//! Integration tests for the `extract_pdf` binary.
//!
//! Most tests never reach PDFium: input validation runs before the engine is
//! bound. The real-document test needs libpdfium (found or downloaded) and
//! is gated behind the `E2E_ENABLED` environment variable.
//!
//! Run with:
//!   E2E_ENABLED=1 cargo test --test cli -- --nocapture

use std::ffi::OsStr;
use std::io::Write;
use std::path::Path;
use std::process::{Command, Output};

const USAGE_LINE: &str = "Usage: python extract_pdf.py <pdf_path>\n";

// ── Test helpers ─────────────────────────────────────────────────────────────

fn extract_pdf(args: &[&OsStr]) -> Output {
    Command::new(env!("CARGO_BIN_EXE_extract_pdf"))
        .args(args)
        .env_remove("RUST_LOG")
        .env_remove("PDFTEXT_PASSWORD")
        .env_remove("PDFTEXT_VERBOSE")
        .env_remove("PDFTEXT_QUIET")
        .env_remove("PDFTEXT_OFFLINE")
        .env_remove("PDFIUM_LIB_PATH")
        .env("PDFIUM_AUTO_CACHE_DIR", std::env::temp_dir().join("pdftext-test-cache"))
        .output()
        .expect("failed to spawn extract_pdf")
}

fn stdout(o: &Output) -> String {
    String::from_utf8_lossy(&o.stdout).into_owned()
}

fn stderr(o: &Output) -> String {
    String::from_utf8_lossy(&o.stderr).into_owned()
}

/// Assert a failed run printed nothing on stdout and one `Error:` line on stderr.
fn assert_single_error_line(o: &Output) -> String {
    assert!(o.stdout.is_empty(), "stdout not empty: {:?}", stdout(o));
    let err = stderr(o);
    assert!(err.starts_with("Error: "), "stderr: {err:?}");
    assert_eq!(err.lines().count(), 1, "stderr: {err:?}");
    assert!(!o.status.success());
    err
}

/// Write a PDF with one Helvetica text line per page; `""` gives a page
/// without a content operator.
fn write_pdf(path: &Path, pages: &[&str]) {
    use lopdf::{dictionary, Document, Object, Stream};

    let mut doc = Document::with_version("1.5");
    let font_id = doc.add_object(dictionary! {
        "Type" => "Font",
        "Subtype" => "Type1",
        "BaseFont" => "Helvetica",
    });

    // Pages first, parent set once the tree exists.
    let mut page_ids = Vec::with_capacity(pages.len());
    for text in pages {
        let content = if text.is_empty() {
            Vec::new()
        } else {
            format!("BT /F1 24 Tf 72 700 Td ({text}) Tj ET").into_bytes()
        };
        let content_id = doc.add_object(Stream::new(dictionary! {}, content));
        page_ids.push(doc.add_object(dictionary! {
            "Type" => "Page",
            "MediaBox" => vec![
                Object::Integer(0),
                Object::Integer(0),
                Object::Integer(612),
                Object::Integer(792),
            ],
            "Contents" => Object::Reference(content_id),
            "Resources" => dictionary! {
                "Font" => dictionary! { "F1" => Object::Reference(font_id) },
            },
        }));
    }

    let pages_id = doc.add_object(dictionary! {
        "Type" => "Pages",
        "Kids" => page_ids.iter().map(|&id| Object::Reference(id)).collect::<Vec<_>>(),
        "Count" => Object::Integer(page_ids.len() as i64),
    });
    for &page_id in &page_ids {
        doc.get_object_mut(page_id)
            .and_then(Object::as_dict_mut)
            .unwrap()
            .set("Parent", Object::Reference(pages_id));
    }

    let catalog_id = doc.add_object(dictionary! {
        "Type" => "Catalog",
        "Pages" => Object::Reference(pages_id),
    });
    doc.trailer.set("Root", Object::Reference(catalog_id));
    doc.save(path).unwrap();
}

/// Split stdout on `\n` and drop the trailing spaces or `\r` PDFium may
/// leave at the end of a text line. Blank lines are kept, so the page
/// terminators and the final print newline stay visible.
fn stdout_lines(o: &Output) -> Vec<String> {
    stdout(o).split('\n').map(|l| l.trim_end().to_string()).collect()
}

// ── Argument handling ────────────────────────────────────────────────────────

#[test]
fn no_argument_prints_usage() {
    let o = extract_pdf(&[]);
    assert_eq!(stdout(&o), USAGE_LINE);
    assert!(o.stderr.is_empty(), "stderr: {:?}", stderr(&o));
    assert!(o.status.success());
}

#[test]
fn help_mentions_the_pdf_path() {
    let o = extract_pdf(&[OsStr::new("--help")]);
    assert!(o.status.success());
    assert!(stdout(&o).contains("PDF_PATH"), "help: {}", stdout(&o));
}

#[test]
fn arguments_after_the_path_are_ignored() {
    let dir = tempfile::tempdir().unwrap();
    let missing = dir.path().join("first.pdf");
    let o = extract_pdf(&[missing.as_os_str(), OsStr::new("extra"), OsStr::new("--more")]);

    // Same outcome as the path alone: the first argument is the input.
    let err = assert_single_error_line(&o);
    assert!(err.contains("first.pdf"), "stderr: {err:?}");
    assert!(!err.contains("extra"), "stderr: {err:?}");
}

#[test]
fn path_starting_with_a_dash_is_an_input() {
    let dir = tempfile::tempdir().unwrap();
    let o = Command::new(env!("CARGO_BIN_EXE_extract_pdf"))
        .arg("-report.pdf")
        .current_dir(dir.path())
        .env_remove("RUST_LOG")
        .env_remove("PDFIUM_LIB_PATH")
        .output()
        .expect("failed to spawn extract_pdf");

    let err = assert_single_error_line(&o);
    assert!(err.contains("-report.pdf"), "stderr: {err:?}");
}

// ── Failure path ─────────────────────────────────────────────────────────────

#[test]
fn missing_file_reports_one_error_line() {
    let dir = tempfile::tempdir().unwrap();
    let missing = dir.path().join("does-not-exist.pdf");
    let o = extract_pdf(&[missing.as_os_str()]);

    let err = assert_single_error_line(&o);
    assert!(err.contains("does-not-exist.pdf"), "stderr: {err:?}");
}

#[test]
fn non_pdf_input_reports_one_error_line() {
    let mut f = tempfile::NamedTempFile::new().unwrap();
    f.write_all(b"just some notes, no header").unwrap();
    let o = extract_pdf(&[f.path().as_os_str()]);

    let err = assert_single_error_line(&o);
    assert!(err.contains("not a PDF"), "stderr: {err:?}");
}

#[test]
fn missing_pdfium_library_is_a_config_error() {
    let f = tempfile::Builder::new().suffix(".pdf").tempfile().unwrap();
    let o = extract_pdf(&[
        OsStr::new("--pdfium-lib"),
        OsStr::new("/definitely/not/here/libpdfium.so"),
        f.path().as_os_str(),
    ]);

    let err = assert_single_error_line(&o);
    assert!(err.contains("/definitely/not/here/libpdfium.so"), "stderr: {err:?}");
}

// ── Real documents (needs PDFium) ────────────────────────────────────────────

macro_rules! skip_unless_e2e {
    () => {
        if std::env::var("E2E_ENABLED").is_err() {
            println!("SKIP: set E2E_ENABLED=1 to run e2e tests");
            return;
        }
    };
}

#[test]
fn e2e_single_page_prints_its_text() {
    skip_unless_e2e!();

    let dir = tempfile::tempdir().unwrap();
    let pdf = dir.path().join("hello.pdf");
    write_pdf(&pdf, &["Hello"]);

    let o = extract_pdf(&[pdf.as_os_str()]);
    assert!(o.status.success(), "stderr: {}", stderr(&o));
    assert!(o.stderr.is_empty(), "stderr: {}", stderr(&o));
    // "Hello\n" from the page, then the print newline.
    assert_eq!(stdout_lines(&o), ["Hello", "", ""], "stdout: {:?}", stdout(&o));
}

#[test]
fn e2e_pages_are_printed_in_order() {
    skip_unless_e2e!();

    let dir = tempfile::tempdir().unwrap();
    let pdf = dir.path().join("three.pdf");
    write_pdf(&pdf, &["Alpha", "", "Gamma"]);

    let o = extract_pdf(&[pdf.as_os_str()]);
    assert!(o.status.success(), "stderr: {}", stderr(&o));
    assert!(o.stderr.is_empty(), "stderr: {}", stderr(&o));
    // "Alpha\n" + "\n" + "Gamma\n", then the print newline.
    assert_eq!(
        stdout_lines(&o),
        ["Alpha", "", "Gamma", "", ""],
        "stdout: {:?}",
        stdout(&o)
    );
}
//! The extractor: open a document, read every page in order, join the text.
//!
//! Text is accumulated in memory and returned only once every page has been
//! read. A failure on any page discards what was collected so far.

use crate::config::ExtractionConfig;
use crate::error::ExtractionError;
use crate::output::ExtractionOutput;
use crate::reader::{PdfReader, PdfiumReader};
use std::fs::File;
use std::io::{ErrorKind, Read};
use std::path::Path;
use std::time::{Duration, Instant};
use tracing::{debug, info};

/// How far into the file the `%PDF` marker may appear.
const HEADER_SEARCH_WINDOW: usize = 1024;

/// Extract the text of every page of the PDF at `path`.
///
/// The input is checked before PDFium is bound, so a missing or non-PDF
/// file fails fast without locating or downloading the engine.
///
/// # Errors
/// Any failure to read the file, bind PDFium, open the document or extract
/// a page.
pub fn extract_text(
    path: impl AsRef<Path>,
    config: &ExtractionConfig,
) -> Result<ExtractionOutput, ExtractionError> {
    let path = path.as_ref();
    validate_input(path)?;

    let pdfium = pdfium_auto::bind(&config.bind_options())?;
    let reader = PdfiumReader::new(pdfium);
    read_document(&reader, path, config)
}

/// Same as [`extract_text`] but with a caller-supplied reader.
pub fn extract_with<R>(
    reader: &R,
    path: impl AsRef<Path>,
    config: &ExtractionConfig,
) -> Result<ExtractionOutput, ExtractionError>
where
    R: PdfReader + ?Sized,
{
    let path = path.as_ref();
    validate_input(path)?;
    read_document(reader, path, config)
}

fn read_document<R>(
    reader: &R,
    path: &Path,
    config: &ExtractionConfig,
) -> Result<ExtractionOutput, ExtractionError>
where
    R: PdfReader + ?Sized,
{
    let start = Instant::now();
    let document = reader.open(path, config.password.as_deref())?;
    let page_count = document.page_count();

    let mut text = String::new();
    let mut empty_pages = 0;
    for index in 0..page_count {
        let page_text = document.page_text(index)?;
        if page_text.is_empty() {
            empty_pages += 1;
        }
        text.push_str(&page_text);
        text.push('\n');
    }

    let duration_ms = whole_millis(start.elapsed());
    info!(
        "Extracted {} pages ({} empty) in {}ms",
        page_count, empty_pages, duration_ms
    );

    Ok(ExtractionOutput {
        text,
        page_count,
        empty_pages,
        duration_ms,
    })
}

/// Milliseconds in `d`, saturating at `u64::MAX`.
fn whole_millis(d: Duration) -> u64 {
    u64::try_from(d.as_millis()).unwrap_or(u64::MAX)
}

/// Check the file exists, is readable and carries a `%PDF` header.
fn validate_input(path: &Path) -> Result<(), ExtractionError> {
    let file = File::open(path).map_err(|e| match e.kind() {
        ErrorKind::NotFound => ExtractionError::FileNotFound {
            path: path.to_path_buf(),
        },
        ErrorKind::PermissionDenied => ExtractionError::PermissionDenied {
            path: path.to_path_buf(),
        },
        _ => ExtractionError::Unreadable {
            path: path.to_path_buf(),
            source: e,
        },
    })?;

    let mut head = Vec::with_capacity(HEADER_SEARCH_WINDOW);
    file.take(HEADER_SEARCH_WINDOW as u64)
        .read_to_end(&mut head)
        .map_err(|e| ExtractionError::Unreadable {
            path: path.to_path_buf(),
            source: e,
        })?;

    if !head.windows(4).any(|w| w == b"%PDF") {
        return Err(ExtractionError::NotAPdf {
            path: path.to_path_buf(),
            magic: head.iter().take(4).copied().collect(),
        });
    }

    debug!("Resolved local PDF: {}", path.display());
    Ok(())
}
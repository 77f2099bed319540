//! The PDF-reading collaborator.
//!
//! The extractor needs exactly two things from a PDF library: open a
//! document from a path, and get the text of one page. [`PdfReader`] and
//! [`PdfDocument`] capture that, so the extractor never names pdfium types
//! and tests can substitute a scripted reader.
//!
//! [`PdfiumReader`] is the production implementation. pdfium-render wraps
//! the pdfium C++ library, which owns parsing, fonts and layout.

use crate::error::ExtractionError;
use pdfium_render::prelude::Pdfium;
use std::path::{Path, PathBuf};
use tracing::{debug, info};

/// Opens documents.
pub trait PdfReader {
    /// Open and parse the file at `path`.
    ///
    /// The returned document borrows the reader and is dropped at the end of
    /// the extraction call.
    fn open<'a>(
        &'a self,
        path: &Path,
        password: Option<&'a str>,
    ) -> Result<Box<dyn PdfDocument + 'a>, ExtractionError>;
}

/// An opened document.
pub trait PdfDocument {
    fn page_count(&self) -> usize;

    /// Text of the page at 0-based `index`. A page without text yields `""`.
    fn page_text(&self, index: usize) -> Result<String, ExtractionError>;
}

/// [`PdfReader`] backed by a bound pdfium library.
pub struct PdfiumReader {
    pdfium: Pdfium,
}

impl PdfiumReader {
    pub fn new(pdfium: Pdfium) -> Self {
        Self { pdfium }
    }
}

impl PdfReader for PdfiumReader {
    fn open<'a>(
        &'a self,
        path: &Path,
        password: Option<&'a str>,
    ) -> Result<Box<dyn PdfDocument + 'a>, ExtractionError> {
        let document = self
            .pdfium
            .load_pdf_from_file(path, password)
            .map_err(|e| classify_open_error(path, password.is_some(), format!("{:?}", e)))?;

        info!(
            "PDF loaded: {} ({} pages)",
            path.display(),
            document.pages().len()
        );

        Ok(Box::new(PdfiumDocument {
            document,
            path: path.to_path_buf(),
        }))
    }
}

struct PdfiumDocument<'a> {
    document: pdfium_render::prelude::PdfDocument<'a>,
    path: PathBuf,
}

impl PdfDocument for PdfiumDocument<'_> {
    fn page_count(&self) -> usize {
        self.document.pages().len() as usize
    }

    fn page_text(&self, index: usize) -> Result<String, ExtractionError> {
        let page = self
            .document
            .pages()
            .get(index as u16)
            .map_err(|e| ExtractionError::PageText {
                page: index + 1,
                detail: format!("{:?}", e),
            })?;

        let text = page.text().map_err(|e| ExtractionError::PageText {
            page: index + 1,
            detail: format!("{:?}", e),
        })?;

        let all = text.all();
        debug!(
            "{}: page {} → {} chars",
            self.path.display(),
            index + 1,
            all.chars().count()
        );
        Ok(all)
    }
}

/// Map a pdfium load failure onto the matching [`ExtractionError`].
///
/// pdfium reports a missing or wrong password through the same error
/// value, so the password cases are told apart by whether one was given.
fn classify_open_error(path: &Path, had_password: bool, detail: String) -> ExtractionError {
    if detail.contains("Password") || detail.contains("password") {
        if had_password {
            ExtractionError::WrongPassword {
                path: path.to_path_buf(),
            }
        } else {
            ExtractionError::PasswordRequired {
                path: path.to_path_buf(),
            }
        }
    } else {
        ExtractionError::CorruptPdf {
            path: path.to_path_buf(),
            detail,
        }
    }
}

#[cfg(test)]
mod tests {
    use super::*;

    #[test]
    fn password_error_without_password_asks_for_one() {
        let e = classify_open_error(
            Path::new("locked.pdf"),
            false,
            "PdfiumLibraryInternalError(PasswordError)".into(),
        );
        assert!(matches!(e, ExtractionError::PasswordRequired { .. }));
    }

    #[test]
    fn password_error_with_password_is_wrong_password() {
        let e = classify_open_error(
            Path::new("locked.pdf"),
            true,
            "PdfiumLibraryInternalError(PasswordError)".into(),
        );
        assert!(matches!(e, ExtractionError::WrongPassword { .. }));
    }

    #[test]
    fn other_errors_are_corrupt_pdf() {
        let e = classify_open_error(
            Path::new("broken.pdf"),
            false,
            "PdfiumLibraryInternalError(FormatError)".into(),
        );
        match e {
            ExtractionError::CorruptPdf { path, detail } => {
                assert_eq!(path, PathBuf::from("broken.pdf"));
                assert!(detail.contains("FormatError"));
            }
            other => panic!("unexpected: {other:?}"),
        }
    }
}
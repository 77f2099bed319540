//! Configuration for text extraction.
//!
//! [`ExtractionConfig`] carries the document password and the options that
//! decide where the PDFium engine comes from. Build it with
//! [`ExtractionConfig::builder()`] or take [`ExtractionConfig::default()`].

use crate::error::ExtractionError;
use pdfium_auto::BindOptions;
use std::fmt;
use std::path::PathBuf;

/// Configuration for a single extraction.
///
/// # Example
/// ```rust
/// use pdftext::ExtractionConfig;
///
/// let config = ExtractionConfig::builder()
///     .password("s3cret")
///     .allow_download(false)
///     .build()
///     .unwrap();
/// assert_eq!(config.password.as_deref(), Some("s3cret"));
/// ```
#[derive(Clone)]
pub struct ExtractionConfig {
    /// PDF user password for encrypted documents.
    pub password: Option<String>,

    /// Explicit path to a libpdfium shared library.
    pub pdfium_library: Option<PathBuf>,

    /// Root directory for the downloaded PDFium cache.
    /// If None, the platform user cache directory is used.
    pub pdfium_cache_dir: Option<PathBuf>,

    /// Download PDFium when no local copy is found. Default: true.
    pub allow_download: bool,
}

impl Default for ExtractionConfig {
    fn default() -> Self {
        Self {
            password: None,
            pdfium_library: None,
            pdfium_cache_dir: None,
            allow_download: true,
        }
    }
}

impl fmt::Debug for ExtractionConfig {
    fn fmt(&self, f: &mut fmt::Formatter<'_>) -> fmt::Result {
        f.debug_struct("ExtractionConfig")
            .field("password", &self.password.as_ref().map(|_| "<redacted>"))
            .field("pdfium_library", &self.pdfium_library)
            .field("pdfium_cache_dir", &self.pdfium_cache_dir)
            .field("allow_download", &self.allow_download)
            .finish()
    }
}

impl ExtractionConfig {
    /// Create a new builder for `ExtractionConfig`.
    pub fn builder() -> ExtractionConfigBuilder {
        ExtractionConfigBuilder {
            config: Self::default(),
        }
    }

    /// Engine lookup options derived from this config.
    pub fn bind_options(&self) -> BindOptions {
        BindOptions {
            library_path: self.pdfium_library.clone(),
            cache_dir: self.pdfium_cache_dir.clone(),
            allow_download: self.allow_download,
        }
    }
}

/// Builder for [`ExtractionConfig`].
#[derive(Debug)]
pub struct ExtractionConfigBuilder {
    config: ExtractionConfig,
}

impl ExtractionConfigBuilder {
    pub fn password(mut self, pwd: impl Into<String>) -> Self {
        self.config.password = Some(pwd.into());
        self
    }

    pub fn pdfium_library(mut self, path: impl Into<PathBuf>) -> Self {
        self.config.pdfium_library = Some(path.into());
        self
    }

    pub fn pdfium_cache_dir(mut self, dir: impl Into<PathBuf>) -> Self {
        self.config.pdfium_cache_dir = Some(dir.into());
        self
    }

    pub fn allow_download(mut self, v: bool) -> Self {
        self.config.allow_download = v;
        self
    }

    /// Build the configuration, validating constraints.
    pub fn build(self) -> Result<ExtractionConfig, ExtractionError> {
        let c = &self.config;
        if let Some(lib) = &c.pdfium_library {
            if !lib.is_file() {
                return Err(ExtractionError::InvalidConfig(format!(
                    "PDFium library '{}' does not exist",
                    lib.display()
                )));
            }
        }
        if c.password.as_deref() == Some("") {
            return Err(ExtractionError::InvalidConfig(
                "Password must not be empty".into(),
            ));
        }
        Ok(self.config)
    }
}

### Exercise details
Show all of the lines above in which "Helvetica" is present.

### Reply
/// Write a PDF with one Helvetica text line per page; `""` gives a page
        "BaseFont" => "Helvetica",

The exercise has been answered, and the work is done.